Thursday, November 14, 2024 - Iran has set up a specialist mental health clinic in Tehran where Iranian women who resist wearing the hijab are to be given treatment.

The centre, called the Clinic for Quitting Hijab Removal, is the Islamic Republic’s latest attempt to quash female dissent that has swept the country since the “Woman, Life, Freedom” uprising in 2022.

Mehri Talebi Darestani, who will run the centre, said it “will be for the scientific and psychological treatment of removing the hijab, specifically for the teenage generation, young adults, and women seeking social and Islamic identity”.

She said the project is focused on promoting “dignity, modesty, chastity, and hijab” and claimed that attendance would be “optional”.

The clinic will be overseen by Iran’s Headquarters for Enjoining the Good and Forbidding the Evil, the government body responsible for enforcing strict religious standards across society.
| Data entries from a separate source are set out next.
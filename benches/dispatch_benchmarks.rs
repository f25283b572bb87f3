//! Benchmarks for calls crossing the script/native boundary.
//!
//! Every benchmark goes through [`ScriptFunction::invoke`], so the numbers
//! include scratch checkout, argument decoding, the native call and result
//! encoding.
//!
//! ## Profiling with Puffin
//!
//! ```bash
//! cargo bench --features profile-with-puffin -- --profile-time 5
//! ```

use std::hint::black_box;

use bumpalo::Bump;
use criterion::{Criterion, Throughput, criterion_group, criterion_main};
use jsbridge::capi::WorldCApi;
use jsbridge::{Bridge, BridgeConfig, ModuleSet, ScriptApi, ScriptFunction, ScriptValue, handle};
use jsbridge_core::DynamicScriptDataItem;
use jsbridge_core::native::{CApiWorld, UnitRef};
use jsbridge_modules::testing;

#[cfg(feature = "profile-with-puffin")]
static FRAME_VIEW: std::sync::OnceLock<puffin::GlobalFrameView> = std::sync::OnceLock::new();

#[cfg(feature = "profile-with-puffin")]
fn setup_profiler() {
    puffin::set_scopes_on(true);
    FRAME_VIEW.get_or_init(puffin::GlobalFrameView::default);
}

#[cfg(not(feature = "profile-with-puffin"))]
fn setup_profiler() {}

#[cfg(feature = "profile-with-puffin")]
fn end_profiling_frame() {
    puffin::GlobalProfiler::lock().new_frame();
}

#[cfg(not(feature = "profile-with-puffin"))]
fn end_profiling_frame() {}

extern "C" fn unit_by_name(_world: *mut CApiWorld, name_id: u32) -> UnitRef {
    name_id & 0xff
}

fn bridge() -> Bridge {
    let api = ScriptApi {
        world: WorldCApi {
            unit_by_name,
            ..testing::world()
        },
        ..testing::script_api()
    };
    let config =
        BridgeConfig::default().with_modules(ModuleSet::WORLD | ModuleSet::MATH | ModuleSet::FS);
    let mut bridge = Bridge::with_config(config);
    bridge.install_default_modules(&api).unwrap();
    bridge.seal();
    bridge
}

fn function(bridge: &Bridge, namespace: &str, name: &str) -> ScriptFunction {
    bridge.function(namespace, name).unwrap()
}

/// Whole calls through the dispatch boundary.
fn dispatch_benchmarks(c: &mut Criterion) {
    setup_profiler();
    let bridge = bridge();
    let mut group = c.benchmark_group("dispatch");
    group.throughput(Throughput::Elements(1));

    let add = function(&bridge, "Vector3", "add");
    let args = [
        ScriptValue::from([1.0, 2.0, 3.0]),
        ScriptValue::from([4.0, 5.0, 6.0]),
    ];
    group.bench_function("vector3_add", |b| {
        b.iter(|| {
            let sum = add.invoke(black_box(&args));
            end_profiling_frame();
            black_box(sum)
        });
    });

    let transform = function(&bridge, "Matrix4x4", "transform");
    let args = [
        ScriptValue::from([
            1.0, 0.0, 0.0, 0.0, //
            0.0, 1.0, 0.0, 0.0, //
            0.0, 0.0, 1.0, 0.0, //
            5.0, 6.0, 7.0, 1.0,
        ]),
        ScriptValue::from([1.0, 1.0, 1.0]),
    ];
    group.bench_function("matrix4x4_transform", |b| {
        b.iter(|| black_box(transform.invoke(black_box(&args))));
    });

    let by_name = function(&bridge, "World", "unit_by_name");
    let args = [
        handle::wrap_pointer(0x1000usize as *mut CApiWorld),
        ScriptValue::from("units/characters/knight"),
    ];
    group.bench_function("unit_by_name_hashed", |b| {
        b.iter(|| black_box(by_name.invoke(black_box(&args))));
    });

    let read = function(&bridge, "fs", "read");
    let args = [ScriptValue::from("save.dat")];
    group.bench_function("failed_call", |b| {
        b.iter(|| black_box(read.invoke(black_box(&args)).is_err()));
    });

    group.finish();
}

/// Script value to tagged dynamic item and back.
fn dynamic_benchmarks(c: &mut Criterion) {
    let mut group = c.benchmark_group("dynamic");
    let values = [
        ("number", ScriptValue::from(12.5)),
        ("string", ScriptValue::from("spawn_point_01")),
        ("vector3", ScriptValue::from([1.0, 2.0, 3.0])),
        ("id64", handle::wrap_id(0xdead_beef)),
    ];

    for (name, value) in &values {
        group.bench_function(*name, |b| {
            let mut arena = Bump::new();
            b.iter(|| {
                let item = DynamicScriptDataItem::from_script(black_box(value), &arena).unwrap();
                let back = item.to_script().unwrap();
                arena.reset();
                black_box(back)
            });
        });
    }

    group.finish();
}

criterion_group!(benches, dispatch_benchmarks, dynamic_benchmarks);
criterion_main!(benches);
The department is under sanctions by the UK and other countries for human rights abuses and its brutal sanctioning of women who do not adhere to Iran’s Islamic dress codes.

It is led by Mohammed Saleh Hashemi Golpayegani, who was directly appointed by supreme leader Ayatollah Ali Khamenei.

Earlier this month, a university student from the Islamic Azad University in Tehran stripped to her underwear to protest against the demands that women wear the hijab. She was branded mentally ill and taken to a psychiatric facility.

The anti-hijab movement gained traction after the death of Mahsa Amini in morality police custody in Tehran in 2022. The 22-year-old had been arrested for not wearing her hijab properly.